Três poemas de Tuca Silveira
Tuca Silveira é poeta e compositor carioca. Apaixonado pelos modernistas e por Machado de Assis, tem epifanias poéticas intermitentes – o que nem sempre serve para alguma coisa –, diálogos entusiasmados com sua cachorrinha e alguns poemas publicados. Vive entocado como engenheiro nas horas vagas.
***
À Lorca
Perdi-me muitas vezes pelo horizonte,
com o peito cravejado por espinhos,
símbolos de amores mergulhados em agonias.
Muitas vezes perdi-me pelo horizonte,
como me perco no coração de algumas meninas.
Não há noite em que eu não sinta o fôlego falho,
as mãos pesadas, prontas para voar pelo papel,
tentando desafogar esse coração,
inutilmente afogado em corações alheios.
Porque existem sempre bêbados estúpidos,
tragando vinho em taças trincadas,
e que, apesar do sangue dos lábios pelo cristal,
vivem a teimosia que dá prazer,
mas que também os machuca.
Como me perco no coração de algumas meninas,
perdi-me muitas vezes pelo horizonte.
Ignorando o sol que se põe, sigo buscando
um facho de luz que me remonte.
*
A regra é o desencontro
I
Mais um desamor é covardia.
Mais uma vez, buscar,
em todas as vísceras,
força para a indiferença
e tentar me convencer
de que perdi os sentimentos.
Mas me pergunto, à queima-roupa,
se serei bem-sucedido em desdenhar
desejos que não cabem mais.
Se conseguirei atingir
jurisprudência longe do toque,
dos braços, mãos, pele e boca
e se desenterrarei da memória
nosso gosto embaralhado,
antes de nos depararmos
com bagagens sisudas do coração.
Busco estatutos que condenem à morte
sentimentos que destrato.
Legislações, juízes, processos e sindicâncias
que sublimem ternura, apego e empatia.
Leis que vejam corpos distanciados
como mera física mecânica
e que reduzam à poeira
o que trovadores e filósofos
inventaram de idolatrar.
Sem sucesso.
Ainda conspiro para termos as graças um do outro
e reinvento nossos corpos sobrepostos,
leves como o pano que abre o ato.
Ainda recalculo rotas que me segredem
a esquina em que me desencontrei de você.

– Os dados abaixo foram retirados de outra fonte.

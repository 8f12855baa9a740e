// Copyright 2025 OpenObserve Inc.
//
// This program is free software: you can redistribute it and/or modify
// it under the terms of the GNU Affero General Public License as published by
// the Free Software Foundation, either version 3 of the License, or
// (at your option) any later version.
//
// This program is distributed in the hope that it will be useful
// but WITHOUT ANY WARRANTY; without even the implied warranty of
// MERCHANTABILITY or FITNESS FOR A PARTICULAR PURPOSE.  See the
// GNU Affero General Public License for more details.
//
// You should have received a copy of the GNU Affero General Public License
// along with this program.  If not, see <http://www.gnu.org/licenses/>.

use tokio::task::JoinHandle;
use tokio_util::sync::CancellationToken;

pub mod escalation;
pub mod uptime_sync;

/// Spawn the background loops. The returned handles complete after the
/// token is cancelled and each loop has drained its in-flight work.
pub fn init(shutdown: CancellationToken) -> Vec<JoinHandle<()>> {
    vec![
        tokio::spawn(escalation::run(shutdown.clone())),
        tokio::spawn(uptime_sync::run(shutdown)),
    ]
}
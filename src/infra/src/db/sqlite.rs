// Copyright 2025 OpenObserve Inc.
//
// This program is free software: you can redistribute it and/or modify
// it under the terms of the GNU Affero General Public License as published by
// the Free Software Foundation, either version 3 of the License, or
// (at your option) any later version.
//
// This program is distributed in the hope that it will be useful
// but WITHOUT ANY WARRANTY; without even the implied warranty of
// MERCHANTABILITY or FITNESS FOR A PARTICULAR PURPOSE.  See the
// GNU Affero General Public License for more details.
//
// You should have received a copy of the GNU Affero General Public License
// along with this program.  If not, see <http://www.gnu.org/licenses/>.

use std::{str::FromStr, sync::Arc, time::Duration};

use config::get_config;
use once_cell::sync::Lazy;
use sqlx::{
    Pool, Sqlite,
    sqlite::{
        SqliteConnectOptions, SqliteJournalMode, SqliteLockingMode, SqlitePoolOptions,
        SqliteSynchronous,
    },
};
use tokio::sync::Mutex;

pub static CLIENT_RW: Lazy<Arc<Mutex<Pool<Sqlite>>>> =
    Lazy::new(|| Arc::new(Mutex::new(connect_rw())));

fn connect_rw() -> Pool<Sqlite> {
    let cfg = get_config();
    let url = format!("{}{}", cfg.database.data_dir, "metadata.sqlite");
    let db_opts = SqliteConnectOptions::from_str(&url)
        .expect("sqlite connect options create failed")
        .journal_mode(SqliteJournalMode::Wal)
        .synchronous(SqliteSynchronous::Normal)
        .locking_mode(SqliteLockingMode::Normal)
        .busy_timeout(Duration::from_secs(30))
        .create_if_missing(true);

    SqlitePoolOptions::new()
        .min_connections(1)
        .max_connections(1)
        .acquire_timeout(Duration::from_secs(30))
        .connect_lazy_with(db_opts)
}
// Copyright 2025 OpenObserve Inc.
//
// This program is free software: you can redistribute it and/or modify
// it under the terms of the GNU Affero General Public License as published by
// the Free Software Foundation, either version 3 of the License, or
// (at your option) any later version.
//
// This program is distributed in the hope that it will be useful
// but WITHOUT ANY WARRANTY; without even the implied warranty of
// MERCHANTABILITY or FITNESS FOR A PARTICULAR PURPOSE.  See the
// GNU Affero General Public License for more details.
//
// You should have received a copy of the GNU Affero General Public License
// along with this program.  If not, see <http://www.gnu.org/licenses/>.

//! Notification intent emission.
//!
//! The control plane only *emits* typed intents; delivery, retry and
//! fan-out are the transport collaborator's responsibility. Emission is
//! best-effort by design: the incident event log is the authoritative
//! record, so a dropped intent is logged and never rolls anything back.

use std::sync::Arc;

use async_trait::async_trait;
use config::meta::{
    incident::Incident,
    notification::{IncidentSummary, IntentKind, NotificationIntent},
};
use once_cell::sync::OnceCell;
use tokio::sync::mpsc;
use tokio_util::sync::CancellationToken;

static QUEUE: OnceCell<mpsc::Sender<NotificationIntent>> = OnceCell::new();

/// Delivery seam. The default transport just logs; real transports
/// (push, chat, email) are registered by the embedding deployment.
#[async_trait]
pub trait NotificationTransport: Send + Sync + 'static {
    fn name(&self) -> &str;
    async fn deliver(&self, intent: &NotificationIntent) -> Result<(), anyhow::Error>;
}

pub struct LogTransport;

#[async_trait]
impl NotificationTransport for LogTransport {
    fn name(&self) -> &str {
        "log"
    }

    async fn deliver(&self, intent: &NotificationIntent) -> Result<(), anyhow::Error> {
        log::info!(
            "[NOTIFY] {} incident={} org={} target={:?}",
            intent.kind,
            intent.incident_id,
            intent.org_id,
            intent.target_user_id
        );
        Ok(())
    }
}

/// Start the dispatcher task. Must be called once at startup before any
/// intent is emitted.
pub fn init(
    transport: Arc<dyn NotificationTransport>,
    shutdown: CancellationToken,
) -> tokio::task::JoinHandle<()> {
    let cfg = config::get_config();
    let (tx, mut rx) = mpsc::channel::<NotificationIntent>(cfg.notifications.queue_size);
    QUEUE.set(tx).expect("notification queue already initialized");

    tokio::spawn(async move {
        loop {
            tokio::select! {
                intent = rx.recv() => {
                    let Some(intent) = intent else { break };
                    if let Err(e) = transport.deliver(&intent).await {
                        // best effort: the escalated/resolved event row is
                        // the durable record, transports retry from there
                        log::error!(
                            "[NOTIFY] transport {} failed for incident {}: {e}",
                            transport.name(),
                            intent.incident_id
                        );
                    }
                }
                _ = shutdown.cancelled() => {
                    // drain whatever is already queued, then exit
                    while let Ok(intent) = rx.try_recv() {
                        if let Err(e) = transport.deliver(&intent).await {
                            log::error!(
                                "[NOTIFY] transport {} failed for incident {}: {e}",
                                transport.name(),
                                intent.incident_id
                            );
                        }
                    }
                    break;
                }
            }
        }
        log::info!("[NOTIFY] dispatcher stopped");
    })
}

/// Queue one intent. Emission failures are logged, never propagated.
pub fn emit(kind: IntentKind, incident: &Incident, target_user_id: Option<String>) {
    let intent = NotificationIntent {
        kind,
        org_id: incident.org_id.clone(),
        incident_id: incident.id.clone(),
        target_user_id,
        summary: IncidentSummary::from(incident),
        created_at: config::utils::time::now_micros(),
    };

    let Some(queue) = QUEUE.get() else {
        log::warn!("[NOTIFY] intent dropped, dispatcher not initialized: {kind}");
        return;
    };
    if let Err(e) = queue.try_send(intent) {
        log::error!("[NOTIFY] intent dropped: {e}");
    }
}

#[cfg(test)]
mod tests {
    use std::sync::atomic::{AtomicUsize, Ordering};

    use config::meta::incident::{EscalationStatus, IncidentStatus, Severity, Urgency};

    use super::*;

    fn incident() -> Incident {
        Incident {
            id: "inc1".to_string(),
            org_id: "org1".to_string(),
            project_id: None,
            group_id: None,
            title: "api down".to_string(),
            description: "".to_string(),
            severity: Severity::Critical,
            urgency: Urgency::High,
            status: IncidentStatus::Triggered,
            source: "datadog".to_string(),
            incident_key: None,
            external_id: None,
            alert_count: 1,
            escalation_policy_id: None,
            current_escalation_level: 0,
            escalation_status: EscalationStatus::None,
            last_escalated_at: None,
            escalation_due_at: None,
            assigned_to: None,
            resolution: None,
            created_at: 0,
            updated_at: 0,
            acknowledged_at: None,
            resolved_at: None,
        }
    }

    struct CountingTransport(Arc<AtomicUsize>);

    #[async_trait]
    impl NotificationTransport for CountingTransport {
        fn name(&self) -> &str {
            "counting"
        }

        async fn deliver(&self, _intent: &NotificationIntent) -> Result<(), anyhow::Error> {
            self.0.fetch_add(1, Ordering::SeqCst);
            Ok(())
        }
    }

    #[tokio::test]
    async fn test_emit_reaches_transport() {
        let delivered = Arc::new(AtomicUsize::new(0));
        let token = CancellationToken::new();
        let handle = init(
            Arc::new(CountingTransport(delivered.clone())),
            token.clone(),
        );

        let inc = incident();
        emit(IntentKind::IncidentCreated, &inc, None);
        emit(IntentKind::IncidentEscalated, &inc, Some("user1".to_string()));

        tokio::time::sleep(std::time::Duration::from_millis(50)).await;
        token.cancel();
        handle.await.unwrap();
        assert_eq!(delivered.load(Ordering::SeqCst), 2);
    }

    #[test]
    fn test_summary_from_incident() {
        let inc = incident();
        let summary = IncidentSummary::from(&inc);
        assert_eq!(summary.incident_id, "inc1");
        assert_eq!(summary.severity, Severity::Critical);
        assert_eq!(summary.escalation_level, 0);
    }
}
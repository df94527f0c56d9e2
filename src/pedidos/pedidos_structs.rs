// src/pedidos/pedidos_structs.rs

use bigdecimal::BigDecimal;
use serde::{Deserialize, Serialize};

/// Situação de um pedido. O checkout grava sempre 'pendente'; os demais
/// estados pertencem ao acompanhamento posterior do pedido.
#[derive(Debug, Clone, Copy, PartialEq, Serialize, Deserialize)]
#[serde(rename_all = "lowercase")]
pub enum StatusPedido {
    Pendente,
    Pago,
    Enviado,
    Cancelado,
}

impl StatusPedido {
    /// Texto gravado na coluna 'status' da tabela de pedidos.
    pub fn as_str(&self) -> &'static str {
        match self {
            StatusPedido::Pendente => "pendente",
            StatusPedido::Pago => "pago",
            StatusPedido::Enviado => "enviado",
            StatusPedido::Cancelado => "cancelado",
        }
    }
}

/// Dados de um novo pedido, ainda sem o id gerado pelo banco.
/// Depois de criado, o pedido não é alterado por este fluxo.
#[derive(Debug, Clone)]
pub struct PedidoRascunho {
    pub usuario_id: i32,
    pub total: BigDecimal,
    pub status: StatusPedido,
    pub endereco: String,
}

/// Dados de uma linha de item de pedido, uma por item da sacola.
/// 'preco' é o preço do catálogo capturado no momento do checkout; mudanças
/// futuras de preço não afetam pedidos já fechados.
#[derive(Debug, Clone)]
pub struct ItemPedidoRascunho {
    pub pedido_id: i32,
    pub produto_id: i32,
    pub quantidade: i32,
    pub preco: BigDecimal,
}
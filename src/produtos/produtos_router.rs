// src/produtos/produtos_router.rs

use actix_web::{get, post, web, HttpResponse, Responder};
use sqlx::{query_as, Row};
use serde_json;

// Importa as structs definidas no módulo `produtos_structs` dentro da mesma pasta `produtos`
use super::produtos_structs::{NovoProduto, Produto, ProdutoResponse};
// Importa o extrator de autenticação: cadastrar produto exige credencial válida
use crate::usuarios::auth_middleware::AuthenticatedUser;
// Importa GenericResponse do módulo shared_structs
use crate::shared::shared_structs::GenericResponse;
// Importa o AppState do módulo raiz (main.rs)
use crate::AppState;

/// Rota para buscar todos os produtos no banco de dados.
///
/// Executa a consulta na tabela 'produtos' e mapeia cada linha para
/// `ProdutoResponse` antes da serialização JSON.
#[get("/api/v1/produtos")]
pub async fn listar_produtos(data: web::Data<AppState>) -> impl Responder {
    let produtos_result = query_as::<_, Produto>(
        "SELECT id, nome, descricao, imagem, preco, estoque, criado_em FROM produtos",
    )
    .fetch_all(&data.db_pool)
    .await;

    match produtos_result {
        Ok(produtos) => {
            let response: Vec<ProdutoResponse> =
                produtos.into_iter().map(ProdutoResponse::from).collect();

            HttpResponse::Ok().json(response)
        }
        Err(e) => {
            log::error!("Erro ao buscar produtos: {:?}", e);
            HttpResponse::InternalServerError()
                .json(GenericResponse::<()>::erro("Erro ao buscar produtos."))
        }
    }
}

/// Rota para buscar um produto pelo id.
#[get("/api/v1/produtos/{id}")]
pub async fn buscar_produto_por_id(
    data: web::Data<AppState>,
    path: web::Path<i32>,
) -> HttpResponse {
    let produto_id = path.into_inner();

    let produto_result = query_as::<_, Produto>(
        "SELECT id, nome, descricao, imagem, preco, estoque, criado_em FROM produtos WHERE id = $1",
    )
    .bind(produto_id)
    .fetch_optional(&data.db_pool)
    .await;

    match produto_result {
        Ok(Some(produto)) => HttpResponse::Ok().json(ProdutoResponse::from(produto)),
        Ok(None) => HttpResponse::NotFound().json(GenericResponse::<()>::erro(&format!(
            "Produto com ID {} não encontrado.",
            produto_id
        ))),
        Err(e) => {
            log::error!("Erro ao buscar produto {}: {:?}", produto_id, e);
            HttpResponse::InternalServerError()
                .json(GenericResponse::<()>::erro("Erro ao buscar produto."))
        }
    }
}

/// Rota para inserir um novo produto no banco de dados.
///
/// Recebe os dados do novo produto via JSON no corpo da requisição e exige
/// um usuário autenticado. Insere o produto na tabela 'produtos' e retorna
/// o ID gerado.
#[post("/api/v1/produtos")]
pub async fn cadastrar_produto(
    data: web::Data<AppState>,
    usuario: AuthenticatedUser,
    item: web::Json<NovoProduto>, // O corpo da requisição JSON é desserializado para NovoProduto
) -> HttpResponse {
    let result = sqlx::query(
        "INSERT INTO produtos (nome, descricao, imagem, preco, estoque) VALUES ($1, $2, $3, $4, $5) RETURNING id"
    )
    .bind(&item.nome)
    .bind(&item.descricao)
    .bind(&item.imagem)
    .bind(&item.preco)     // Preço do produto (BigDecimal)
    .bind(item.estoque)
    .fetch_one(&data.db_pool)
    .await;

    match result {
        Ok(row) => match row.try_get::<i32, &str>("id") {
            Ok(id) => {
                log::info!("Produto {} cadastrado pelo usuário {}", id, usuario.user_id);
                HttpResponse::Ok().json(serde_json::json!({ "id": id }))
            }
            Err(e) => {
                log::error!("Erro ao obter id do novo produto: {:?}", e);
                HttpResponse::InternalServerError()
                    .json(GenericResponse::<()>::erro("Erro ao processar resposta."))
            }
        },
        Err(e) => {
            log::error!("Erro ao inserir produto: {:?}", e);
            HttpResponse::InternalServerError()
                .json(GenericResponse::<()>::erro("Erro ao inserir produto."))
        }
    }
}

Porque nada disso teria sido escrito,
se não me tivesse descasado dos passos seus.
II
A regra é o desencontro;
o encontro, esse desalinho,
teima em desafiar
a norma do desamor.
O costume é não falar,
não expressar.
É seguir em descompasso,
corpos e mentes sob falha,
sob a tese constante
de que tentar é pior do que se conformar.
Se déssemos tempo para o vinho encorpar,
se sugássemos da confluência todas as gotas,
não haveria tanta batalha,
não haveria tanta diferença,
não haveria tanta colisão.
Mesmo na separação,
seguiríamos menos vacilantes e impenetráveis,
antipáticos a batalhas campais entre dar e receber,
a cobranças – com juros de cheque especial –,
por afeto e empatia.
Deixaríamos o tempo soterrar
os rastros feios do coração
e deixaríamos de nos tatear
com braços frouxos e preguiçosos.
Como nossas dores não saem nos jornais,
supomos sempre que encontros nasçam quadrados,
com beijos moles esvaindo-se pelo vazio da cela.
Os prós somem, os contras aparecem,
a carne emudece e tudo impede.
A valentia e suas energias súbitas
extinguem-se pelo mar dos presídios ilhados.
Por mais que remendemos sonetos,
e por mais que maldigamos injustos desfechos,
o desencontro é sempre a regra
e folheamos, agoniados, por notas de rodapé
que enumerem laudas e laudas de exceções.
*
Não nos leve a mal
Quero dizer que a chama passada
não nos obriga a incendiar o presente.
“Vamos revolver antigos suspiros
que vibravam, excitavam e tremiam a carne.”
– podemos pensar.
Mas não precisamos mais.
Aspirar as cinzas do ardor,
reverenciar a fleuma dos instantes,
o anticlímax das inconsequências
e o apaziguamento da flor da pele.
Isso é caminho para o auge também,
para ele recostar-se
e conservar-se ainda mais inteiro.
Benquerer-se, agora,
pode ser como em uma fortaleza:
sem arruinar-se ou decair-se,
sem desfalecer-se em ânsias
ou entulhar-se de desassossego.
Não nos leve a mal, minha querida.
E não me leve a mal também.
Já nos deleitamos tanto
nas covas de leão um do outro.
Já cruzamos tantos sorrisos
que eram disfarces
e que eram desfaçatez.
Deuses não deram de ombros ao nosso amor
e não são de todo carentes de adulação.
A verdade é que nem sempre
devemos oferendas a eles.
Pois, veja, sangue inocente foi jorrado,
sem nenhuma piedade ou remorso,
porque a humanidade insistiu
em sacrifícios sob altares guarnecidos.
Enquanto isso, todas as divindades entretinham-se
com os programas da TV aberta de domingo
e descarregavam graças gratuitas a nós
sem precisarmos nos descabelar os fios.
Não nos leve a mal, minha querida.
E não me leve a mal também.
Dor e alívio andam juntos.
Parece doloroso repousar a paixão
mas, se paramos de fustigar
o beijo que já se dá maduro,
o suave dessa quietude nascerá
e o ócio da chama
não nos será em nada cruel.
Existe muito amor
com um nada de ciúmes
que é profundo por natureza.
Existe muito amor
com um pouco de languidez
que também é profundo por natureza.
Existe muito amor
que chama nossos corpos
para mergulharmos em mares de inverno
e aprendermos frieza.
E nem por isso
deixam de serem profundos por natureza.
Não nos leve a mal, minha querida.
E não me leve a mal também.
A calmaria não será
aquele último fôlego antes do abismo,
e sim aquele suspiro que se trava delicado
junto ao colo bem-amado.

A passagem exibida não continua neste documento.